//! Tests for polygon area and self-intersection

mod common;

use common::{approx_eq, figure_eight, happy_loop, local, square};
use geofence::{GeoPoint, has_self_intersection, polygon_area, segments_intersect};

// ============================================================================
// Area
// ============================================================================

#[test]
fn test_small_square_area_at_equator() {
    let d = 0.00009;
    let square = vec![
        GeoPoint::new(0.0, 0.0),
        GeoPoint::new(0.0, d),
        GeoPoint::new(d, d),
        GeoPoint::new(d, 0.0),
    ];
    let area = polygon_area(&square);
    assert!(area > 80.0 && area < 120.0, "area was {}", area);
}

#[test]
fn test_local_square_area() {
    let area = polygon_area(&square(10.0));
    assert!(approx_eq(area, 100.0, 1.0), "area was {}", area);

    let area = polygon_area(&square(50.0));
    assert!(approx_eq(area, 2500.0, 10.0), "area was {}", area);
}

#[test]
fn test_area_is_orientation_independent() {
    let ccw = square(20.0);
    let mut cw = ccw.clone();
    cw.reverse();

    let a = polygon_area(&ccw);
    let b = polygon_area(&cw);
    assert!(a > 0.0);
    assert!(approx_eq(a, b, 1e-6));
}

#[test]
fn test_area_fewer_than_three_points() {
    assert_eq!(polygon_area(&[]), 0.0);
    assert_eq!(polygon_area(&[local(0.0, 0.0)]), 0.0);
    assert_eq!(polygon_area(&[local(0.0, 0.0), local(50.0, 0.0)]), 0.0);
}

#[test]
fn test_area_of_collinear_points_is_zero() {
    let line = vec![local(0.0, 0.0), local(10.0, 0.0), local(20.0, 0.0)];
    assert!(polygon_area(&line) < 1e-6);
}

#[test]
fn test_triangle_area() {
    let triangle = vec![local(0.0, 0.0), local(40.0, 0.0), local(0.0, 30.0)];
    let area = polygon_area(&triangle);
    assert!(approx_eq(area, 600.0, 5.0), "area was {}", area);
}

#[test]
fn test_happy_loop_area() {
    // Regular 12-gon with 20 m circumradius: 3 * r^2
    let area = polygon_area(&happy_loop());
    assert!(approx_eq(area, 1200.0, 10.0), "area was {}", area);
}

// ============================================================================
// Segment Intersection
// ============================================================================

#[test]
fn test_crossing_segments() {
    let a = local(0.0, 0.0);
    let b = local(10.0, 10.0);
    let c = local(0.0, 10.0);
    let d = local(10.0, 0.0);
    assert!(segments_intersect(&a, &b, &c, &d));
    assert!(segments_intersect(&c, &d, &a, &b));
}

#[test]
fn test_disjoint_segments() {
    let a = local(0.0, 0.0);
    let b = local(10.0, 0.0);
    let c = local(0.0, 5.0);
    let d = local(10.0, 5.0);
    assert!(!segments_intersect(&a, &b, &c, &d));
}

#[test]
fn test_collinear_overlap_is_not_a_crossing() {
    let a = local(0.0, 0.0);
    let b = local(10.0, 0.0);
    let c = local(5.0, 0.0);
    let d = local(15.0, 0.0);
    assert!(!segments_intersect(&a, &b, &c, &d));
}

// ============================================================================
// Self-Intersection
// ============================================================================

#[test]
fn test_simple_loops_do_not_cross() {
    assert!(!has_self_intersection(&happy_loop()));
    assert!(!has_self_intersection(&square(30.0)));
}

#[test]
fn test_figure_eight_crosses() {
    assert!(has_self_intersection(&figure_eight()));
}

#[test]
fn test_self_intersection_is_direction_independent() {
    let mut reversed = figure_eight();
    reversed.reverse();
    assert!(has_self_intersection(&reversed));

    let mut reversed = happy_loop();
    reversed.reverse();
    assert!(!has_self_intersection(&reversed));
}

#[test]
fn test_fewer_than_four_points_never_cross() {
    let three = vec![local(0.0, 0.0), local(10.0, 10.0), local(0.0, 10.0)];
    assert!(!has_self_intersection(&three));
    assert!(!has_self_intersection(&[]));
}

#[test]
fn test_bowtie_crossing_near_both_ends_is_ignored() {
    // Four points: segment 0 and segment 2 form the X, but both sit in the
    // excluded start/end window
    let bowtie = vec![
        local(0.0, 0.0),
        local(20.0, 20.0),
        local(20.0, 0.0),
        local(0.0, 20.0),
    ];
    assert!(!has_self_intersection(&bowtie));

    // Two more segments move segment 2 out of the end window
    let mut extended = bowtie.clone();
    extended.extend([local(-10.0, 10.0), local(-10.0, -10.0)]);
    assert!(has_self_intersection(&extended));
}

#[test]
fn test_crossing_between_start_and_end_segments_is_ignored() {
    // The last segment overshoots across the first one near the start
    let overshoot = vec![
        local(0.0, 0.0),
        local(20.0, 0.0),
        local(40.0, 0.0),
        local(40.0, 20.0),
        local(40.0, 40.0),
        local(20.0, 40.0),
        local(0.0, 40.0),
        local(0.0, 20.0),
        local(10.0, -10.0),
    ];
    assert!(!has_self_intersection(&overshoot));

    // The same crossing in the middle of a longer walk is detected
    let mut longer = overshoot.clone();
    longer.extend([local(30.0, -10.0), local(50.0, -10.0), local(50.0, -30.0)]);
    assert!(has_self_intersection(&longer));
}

▶ **ACTION ITEM**
The full set of entries must be printed again without any alteration.

▶ **OUTPUT FOR THIS EXERCISE**
//! Tests for polygon area and self-intersection

mod common;

use common::{approx_eq, figure_eight, happy_loop, local, square};
use geofence::{GeoPoint, has_self_intersection, polygon_area, segments_intersect};

// ============================================================================
// Area
// ============================================================================

#[test]
fn test_small_square_area_at_equator() {
    let d = 0.00009;
    let square = vec![
        GeoPoint::new(0.0, 0.0),
        GeoPoint::new(0.0, d),
        GeoPoint::new(d, d),
        GeoPoint::new(d, 0.0),
    ];
    let area = polygon_area(&square);
    assert!(area > 80.0 && area < 120.0, "area was {}", area);
}

#[test]
fn test_local_square_area() {
    let area = polygon_area(&square(10.0));
    assert!(approx_eq(area, 100.0, 1.0), "area was {}", area);

    let area = polygon_area(&square(50.0));
    assert!(approx_eq(area, 2500.0, 10.0), "area was {}", area);
}

#[test]
fn test_area_is_orientation_independent() {
    let ccw = square(20.0);
    let mut cw = ccw.clone();
    cw.reverse();

    let a = polygon_area(&ccw);
    let b = polygon_area(&cw);
    assert!(a > 0.0);
    assert!(approx_eq(a, b, 1e-6));
}

#[test]
fn test_area_fewer_than_three_points() {
    assert_eq!(polygon_area(&[]), 0.0);
    assert_eq!(polygon_area(&[local(0.0, 0.0)]), 0.0);
    assert_eq!(polygon_area(&[local(0.0, 0.0), local(50.0, 0.0)]), 0.0);
}

#[test]
fn test_area_of_collinear_points_is_zero() {
    let line = vec![local(0.0, 0.0), local(10.0, 0.0), local(20.0, 0.0)];
    assert!(polygon_area(&line) < 1e-6);
}

#[test]
fn test_triangle_area() {
    let triangle = vec![local(0.0, 0.0), local(40.0, 0.0), local(0.0, 30.0)];
    let area = polygon_area(&triangle);
    assert!(approx_eq(area, 600.0, 5.0), "area was {}", area);
}

#[test]
fn test_happy_loop_area() {
    // Regular 12-gon with 20 m circumradius: 3 * r^2
    let area = polygon_area(&happy_loop());
    assert!(approx_eq(area, 1200.0, 10.0), "area was {}", area);
}

// ============================================================================
// Segment Intersection
// ============================================================================

#[test]
fn test_crossing_segments() {
    let a = local(0.0, 0.0);
    let b = local(10.0, 10.0);
    let c = local(0.0, 10.0);
    let d = local(10.0, 0.0);
    assert!(segments_intersect(&a, &b, &c, &d));
    assert!(segments_intersect(&c, &d, &a, &b));
}

#[test]
fn test_disjoint_segments() {
    let a = local(0.0, 0.0);
    let b = local(10.0, 0.0);
    let c = local(0.0, 5.0);
    let d = local(10.0, 5.0);
    assert!(!segments_intersect(&a, &b, &c, &d));
}

#[test]
fn test_collinear_overlap_is_not_a_crossing() {
    let a = local(0.0, 0.0);
    let b = local(10.0, 0.0);
    let c = local(5.0, 0.0);
    let d = local(15.0, 0.0);
    assert!(!segments_intersect(&a, &b, &c, &d));
}

// ============================================================================
// Self-Intersection
// ============================================================================

#[test]
fn test_simple_loops_do_not_cross() {
    assert!(!has_self_intersection(&happy_loop()));
    assert!(!has_self_intersection(&square(30.0)));
}

#[test]
fn test_figure_eight_crosses() {
    assert!(has_self_intersection(&figure_eight()));
}

#[test]
fn test_self_intersection_is_direction_independent() {
    let mut reversed = figure_eight();
    reversed.reverse();
    assert!(has_self_intersection(&reversed));

    let mut reversed = happy_loop();
    reversed.reverse();
    assert!(!has_self_intersection(&reversed));
}

#[test]
fn test_fewer_than_four_points_never_cross() {
    let three = vec![local(0.0, 0.0), local(10.0, 10.0), local(0.0, 10.0)];
    assert!(!has_self_intersection(&three));
    assert!(!has_self_intersection(&[]));
}

#[test]
fn test_bowtie_crossing_near_both_ends_is_ignored() {
    // Four points: segment 0 and segment 2 form the X, but both sit in the
    // excluded start/end window
    let bowtie = vec![
        local(0.0, 0.0),
        local(20.0, 20.0),
        local(20.0, 0.0),
        local(0.0, 20.0),
    ];
    assert!(!has_self_intersection(&bowtie));

    // Two more segments move segment 2 out of the end window
    let mut extended = bowtie.clone();
    extended.extend([local(-10.0, 10.0), local(-10.0, -10.0)]);
    assert!(has_self_intersection(&extended));
}

#[test]
fn test_crossing_between_start_and_end_segments_is_ignored() {
    // The last segment overshoots across the first one near the start
    let overshoot = vec![
        local(0.0, 0.0),
        local(20.0, 0.0),
        local(40.0, 0.0),
        local(40.0, 20.0),
        local(40.0, 40.0),
        local(20.0, 40.0),
        local(0.0, 40.0),
        local(0.0, 20.0),
        local(10.0, -10.0),
    ];
    assert!(!has_self_intersection(&overshoot));

    // The same crossing in the middle of a longer walk is detected
    let mut longer = overshoot.clone();
    longer.extend([local(30.0, -10.0), local(50.0, -10.0), local(50.0, -30.0)]);
    assert!(has_self_intersection(&longer));
}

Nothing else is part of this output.